#### How to complete this task
Begin at the top of the listing below. Write each line out exactly, ending with the line that holds "the requested folder.".

#### Source material
//! Protocol messages.
//!
//! Every message is written as its two-character [`MessageType`] code
//! followed by its fields in a fixed order. Optional strings travel as empty
//! strings; file lists and change sets travel as newline-joined text lines.

use crate::backup_type::BackupType;
use crate::error::{ProtocolError, ProtocolResult};
use crate::file_info::FileInfo;
use crate::log_entry::LogEntry;
use crate::message_type::MessageType;
use dirsync_codec::TypedBuffer;

/// Error codes carried by [`ErrorMessage`].
pub mod error_codes {
    /// Unknown user or wrong password.
    pub const AUTH: &str = "ERR_AUTH";
    /// User may not use the requested folder.
    pub const ACCESS: &str = "ERR_ACCESS";
    /// Folder is in use by another session; retry later.
    pub const BUSY: &str = "ERR_BUSY";
    /// Unexpected or malformed message.
    pub const PROTOCOL: &str = "ERR_PROTOCOL";
    /// Folder's backup type does not allow the request.
    pub const BACKUP_TYPE: &str = "ERR_BACKUP_TYPE";
    /// A file could not be read or written.
    pub const TRANSFER: &str = "ERR_TRANSFER";
    /// Anything else.
    pub const INTERNAL: &str = "ERR_INTERNAL";
}

fn put_str(buffer: &mut TypedBuffer, value: &str) {
    buffer.write_value(&value.to_string());
}

fn get_str(buffer: &mut TypedBuffer) -> ProtocolResult<String> {
    Ok(buffer.read_value::<String>()?)
}

fn put_opt(buffer: &mut TypedBuffer, value: &Option<String>) {
    put_str(buffer, value.as_deref().unwrap_or(""));
}

fn get_opt(buffer: &mut TypedBuffer) -> ProtocolResult<Option<String>> {
    let value = get_str(buffer)?;
    Ok((!value.is_empty()).then_some(value))
}

fn split_paths(text: &str) -> Vec<String> {
    text.lines()
        .filter(|line| !line.is_empty())
        .map(str::to_string)
        .collect()
}

/// Opens a session.
#[derive(Debug, Clone, PartialEq, Eq)]
pub struct ConnectMessage {
    /// User name.
    pub username: String,
    /// Password.
    pub password: String,
    /// Virtual folder on the server.
    pub target_folder: String,
    /// Largest data block the client will send or accept.
    pub max_packet_size: i32,
    /// Parallel connections the client would like to use.
    pub max_connections: i32,
    /// Backup type the client expects.
    pub backup_type: BackupType,
    /// Acknowledge everything, write nothing.
    pub dry_run: bool,
}

impl ConnectMessage {
    /// Creates a connect request with default limits.
    pub fn new(
        username: impl Into<String>,
        password: impl Into<String>,
        target_folder: impl Into<String>,
        backup_type: BackupType,
    ) -> Self {
        Self {
            username: username.into(),
            password: password.into(),
            target_folder: target_folder.into(),
            max_packet_size: crate::DEFAULT_MAX_PACKET_SIZE,
            max_connections: 1,
            backup_type,
            dry_run: false,
        }
    }

    fn write_fields(&self, buffer: &mut TypedBuffer) {
        put_str(buffer, &self.username);
        put_str(buffer, &self.password);
        put_str(buffer, &self.target_folder);
        buffer.write_value(&self.max_packet_size);
        buffer.write_value(&self.max_connections);
        buffer.write_value(&self.backup_type);
        buffer.write_value(&self.dry_run);
    }

    fn read_fields(buffer: &mut TypedBuffer) -> ProtocolResult<Self> {
        Ok(Self {
            username: get_str(buffer)?,
            password: get_str(buffer)?,
            target_folder: get_str(buffer)?,
            max_packet_size: buffer.read_value()?,
            max_connections: buffer.read_value()?,
            backup_type: buffer.read_value()?,
            dry_run: buffer.read_value()?,
        })
    }
}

#### Response area
//! Protocol messages.
//!
//! Every message is written as its two-character [`MessageType`] code
//! followed by its fields in a fixed order. Optional strings travel as empty
//! strings; file lists and change sets travel as newline-joined text lines.

use crate::backup_type::BackupType;
use crate::error::{ProtocolError, ProtocolResult};
use crate::file_info::FileInfo;
use crate::log_entry::LogEntry;
use crate::message_type::MessageType;
use dirsync_codec::TypedBuffer;

/// Error codes carried by [`ErrorMessage`].
pub mod error_codes {
    /// Unknown user or wrong password.
    pub const AUTH: &str = "ERR_AUTH";
    /// User may not use the requested folder.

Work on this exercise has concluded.